One place you you DON'T want to be is on the roads of Mexico and Central America after dark. First of all there are animals....in many places the roads are an extension of peoples farms. Then there are the drivers who either don't use - or don't have - headlights, drunk drivers, roving robbers and gangs, and the rare pothole big enough to swallow your bike.
So there I was in Esteli, Nica, the last hotels before Managua, with 90 minutes left to sunset at 1800h....and I figured at least 2 hours to darkness and Managua.
Here the sun sets around 1800, but rises at 0500.
I called Carlos, Peggy's husband who assured me I could make it to our prearranged meeting point in Managua before darkness fell, and he would then guide me to his house. He also suggested that even if it DID get dark, that our meeting point would be easy to find, and that Managua was safe after dark.
So it was now a race against time to make it to Managua, a large spralling city of over 1,000,000 people and one of the few major cities of Central America only 50m above sea level, making it always hot - low to mid 30's throughout the year.
Managua, like San Salvador, had a rough history of natural disasters...fires and earthquakes(last one in 1972), after which geologists discovered the old downtown area to be riddled with faults, causing it to be abondoned. Only a handful of pre 30's buildings remain most of which are occupied with squatters.
The new Managua, built on the outskirts, with it's sprawling streets devoid of reference points, has little tourist value.
Well, back to the race which I was losing. It was now dark, with rush hour on, and I just arrived at the outskirts.
Imagine arriving in Montreal, after dark during rush hour, with unlit streets with no names.
But with determination and luck I found Carlos who insisted I stay with him in his apartment situated near the new Metro Centro, a modern mall, in the Zona Rosa.
Carlos is a beautiful generous guy with a great sense of humor, and after my shower, we were out on the town checking out the discos, restos, and hookers of every size, age, shape, and sex, who lined the strreets.
The next morning Carlos took me on a daylight tour of Managua, bringing me to it's many markets where he combined pleasure with business.
Carlos seemed to be known by, and friends with everyone in the huge markets, as well as most of the restos.

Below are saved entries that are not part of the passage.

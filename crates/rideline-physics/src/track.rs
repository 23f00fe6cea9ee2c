//! Track of line segments

use std::collections::BTreeMap;

use glam::DVec2;
use rideline_core::Rect;
use serde::{Deserialize, Serialize};

/// Identifier of a line on a track
#[derive(Debug, Clone, Copy, PartialEq, Eq, PartialOrd, Ord, Hash, Serialize, Deserialize)]
pub struct LineId(pub u32);

impl std::fmt::Display for LineId {
    fn fmt(&self, f: &mut std::fmt::Formatter<'_>) -> std::fmt::Result {
        write!(f, "#{}", self.0)
    }
}

/// How a line interacts with the rider
#[derive(Debug, Clone, Copy, PartialEq, Eq, Default, Serialize, Deserialize)]
pub enum LineKind {
    /// Solid line
    #[default]
    Standard,
    /// Solid line that pushes the rider along its direction
    Acceleration,
    /// Decoration only, never collides
    Scenery,
}

/// A straight segment of track
#[derive(Debug, Clone, Copy, PartialEq, Serialize, Deserialize)]
pub struct Line {
    pub start: DVec2,
    pub end: DVec2,
    pub kind: LineKind,
    /// Swap the solid side
    pub flipped: bool,
}

impl Line {
    /// Create a standard line
    pub fn new(start: DVec2, end: DVec2) -> Self {
        Self {
            start,
            end,
            kind: LineKind::Standard,
            flipped: false,
        }
    }

    /// Create a line of the given kind
    pub fn with_kind(start: DVec2, end: DVec2, kind: LineKind) -> Self {
        Self {
            kind,
            ..Self::new(start, end)
        }
    }

    /// Get the segment length
    pub fn length(&self) -> f64 {
        (self.end - self.start).length()
    }

    /// Unit vector from start to end
    pub fn direction(&self) -> DVec2 {
        (self.end - self.start).normalize_or_zero()
    }

    /// Unit normal pointing out of the solid side.
    ///
    /// With y pointing down, a left-to-right line is solid from above.
    pub fn normal(&self) -> DVec2 {
        let d = self.direction();
        let normal = DVec2::new(d.y, -d.x);
        if self.flipped {
            -normal
        } else {
            normal
        }
    }

    /// Axis-aligned bounds of the segment
    pub fn bounds(&self) -> Rect {
        let min = self.start.min(self.end);
        let max = self.start.max(self.end);
        Rect::new(min, max - min)
    }

    /// Whether the rider can collide with this line
    pub fn is_solid(&self) -> bool {
        self.kind != LineKind::Scenery
    }
}

/// Errors that can occur while editing a track
#[derive(Debug, Clone, PartialEq, thiserror::Error)]
pub enum TrackError {
    #[error("Unknown line: {0}")]
    UnknownLine(LineId),

    #[error("Line from {start} to {end} has zero length")]
    DegenerateLine { start: DVec2, end: DVec2 },
}

/// All lines of a track, iterated in id order
#[derive(Debug, Clone, Default, Serialize, Deserialize)]
pub struct Track {
    lines: BTreeMap<LineId, Line>,
    next_id: u32,
}

impl Track {
    pub fn new() -> Self {
        Self::default()
    }

    /// Add a line and return its id
    pub fn add_line(&mut self, line: Line) -> Result<LineId, TrackError> {
        validate(&line)?;
        let id = LineId(self.next_id);
        self.next_id += 1;
        self.lines.insert(id, line);
        Ok(id)
    }

    /// Remove a line, returning it
    pub fn remove_line(&mut self, id: LineId) -> Result<Line, TrackError> {
        self.lines.remove(&id).ok_or(TrackError::UnknownLine(id))
    }

    /// Replace a line's geometry, returning the previous line
    pub fn move_line(&mut self, id: LineId, line: Line) -> Result<Line, TrackError> {
        validate(&line)?;
        let slot = self.lines.get_mut(&id).ok_or(TrackError::UnknownLine(id))?;
        Ok(std::mem::replace(slot, line))
    }

    /// Get a line by id
    pub fn get(&self, id: LineId) -> Option<&Line> {
        self.lines.get(&id)
    }

    /// Iterate lines in id order
    pub fn lines(&self) -> impl Iterator<Item = (LineId, &Line)> {
        self.lines.iter().map(|(id, line)| (*id, line))
    }

    /// Number of lines on the track
    pub fn len(&self) -> usize {
        self.lines.len()
    }

    /// Whether the track has no lines
    pub fn is_empty(&self) -> bool {
        self.lines.is_empty()
    }

    /// Bounds enclosing every line, if any
    pub fn bounds(&self) -> Option<Rect> {
        let mut lines = self.lines.values();
        let first = lines.next()?.bounds();
        let (min, max) = lines.fold((first.min(), first.max()), |(min, max), line| {
            let b = line.bounds();
            (min.min(b.min()), max.max(b.max()))
        });
        Some(Rect::new(min, max - min))
    }
}

fn validate(line: &Line) -> Result<(), TrackError> {
    if line.length() <= f64::EPSILON {
        return Err(TrackError::DegenerateLine {
            start: line.start,
            end: line.end,
        });
    }
    Ok(())
}

#[cfg(test)]
mod tests {
    use super::*;

    #[test]
    fn test_line_normal_faces_up() {
        let line = Line::new(DVec2::ZERO, DVec2::new(100.0, 0.0));
        assert_eq!(line.normal(), DVec2::new(0.0, -1.0));

        let flipped = Line {
            flipped: true,
            ..line
        };
        assert_eq!(flipped.normal(), DVec2::new(0.0, 1.0));
    }

    #[test]
    fn test_track_edit() {
        let mut track = Track::new();
        let a = track
            .add_line(Line::new(DVec2::ZERO, DVec2::new(10.0, 0.0)))
            .unwrap();
        let b = track
            .add_line(Line::new(DVec2::new(10.0, 0.0), DVec2::new(20.0, 5.0)))
            .unwrap();
        assert_ne!(a, b);
        assert_eq!(track.len(), 2);

        let bounds = track.bounds().unwrap();
        assert_eq!(bounds.min(), DVec2::ZERO);
        assert_eq!(bounds.max(), DVec2::new(20.0, 5.0));

        track.remove_line(a).unwrap();
        assert_eq!(track.remove_line(a), Err(TrackError::UnknownLine(a)));

        let old = track
            .move_line(b, Line::new(DVec2::ZERO, DVec2::new(1.0, 1.0)))
            .unwrap();
        assert_eq!(old.end, DVec2::new(20.0, 5.0));
    }

    #[test]
    fn test_degenerate_line_rejected() {
        let mut track = Track::new();
        let result = track.add_line(Line::new(DVec2::ONE, DVec2::ONE));
        assert!(matches!(result, Err(TrackError::DegenerateLine { .. })));
        assert!(track.is_empty());
        assert!(track.bounds().is_none());
    }
}
pub mod calendar_view;
pub mod overlay;

use anyhow::Result;
use crossterm::{
    event::{DisableMouseCapture, EnableMouseCapture},
    execute,
    terminal::{EnterAlternateScreen, LeaveAlternateScreen, disable_raw_mode, enable_raw_mode},
};
use ratatui::{Terminal, backend::CrosstermBackend};
use std::io::{self, Stdout};

pub fn setup_terminal() -> Result<Terminal<CrosstermBackend<Stdout>>> {
    enable_raw_mode()?;
    let mut stdout = io::stdout();
    execute!(stdout, EnterAlternateScreen, EnableMouseCapture)?;
    Ok(Terminal::new(CrosstermBackend::new(stdout))?)
}

pub fn restore_terminal(terminal: &mut Terminal<CrosstermBackend<Stdout>>) -> Result<()> {
    disable_raw_mode()?;
    execute!(
        terminal.backend_mut(),
        LeaveAlternateScreen,
        DisableMouseCapture
    )?;
    terminal.show_cursor()?;
    Ok(())
}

Early in the afternoon it was goodby to Carlos and off to the town of Granada, around 1 hour south, but not before giving Carlos who used to ride bikes, a chance to ride my motorcycle while I stayed home ("watch it", Peggy).
It was an easy ride south to Granada (pop. 90,000), Nica's oldest city. Although it did see some recent fighting between the Sandinistas and Somoza's forces, it was spared the shelling seen by other cities.
Today Granada is the major tourist center, retaining it's colonial character - streets lined with Spanish styled houses with stuccoed adobe walls and large doors opening into cool interior patios.
While it is situated on the shores of Lago de Nicaragua, Central America's 3rd largest lake (fresh water) measuring 180kms long and 60 kms wide, there is no swiming because of polution. It is separated from the Pacific by only 20 kms, and contains fresh water swordfish and s h a r k s .
Rising out of the center of the lake to almost 5,000 feet are 2 twin volcanos, the larger of which is still active.
Here I contacted another of Bruno's friends, Maria Mercedes (thankyou Bruno), a beautiful spirited 17 year old girl living with her grandparents. She offered to show me the nightscene of Granada but not before I asked "permissione" from her grandfather. He agreed, but only on the condition that we be chaperonned by her 2 cousins. After hitting the first bar, Maria asked for a ride on the bike to show me the night sights. It was a great idea since there was only room for Maria, causing us to lose her cousins....tsk, tsk.
For the next few days I roamed Granada and explored it's beautiful restos, bars, and markets.
I began every morning for the next 3 days with the best massage I ever had. Carlo charged only $10USD for one hour in his huge parlor with high ceilings and his table in the center of the room. With the wide open windows allowing a breeze to blow across the table, I relaxed, totally nude under at least a liter of olive oil and Carlo's strong hands...heaven on earth!
The last day there I took a side trip to the town of Masaya (pop, 111,000). Despite the fact the town suffered an earthquake 4 years ago leaving 1,000s homeless and killing 30, the artists markets were open and life goes on amid the reconstruction.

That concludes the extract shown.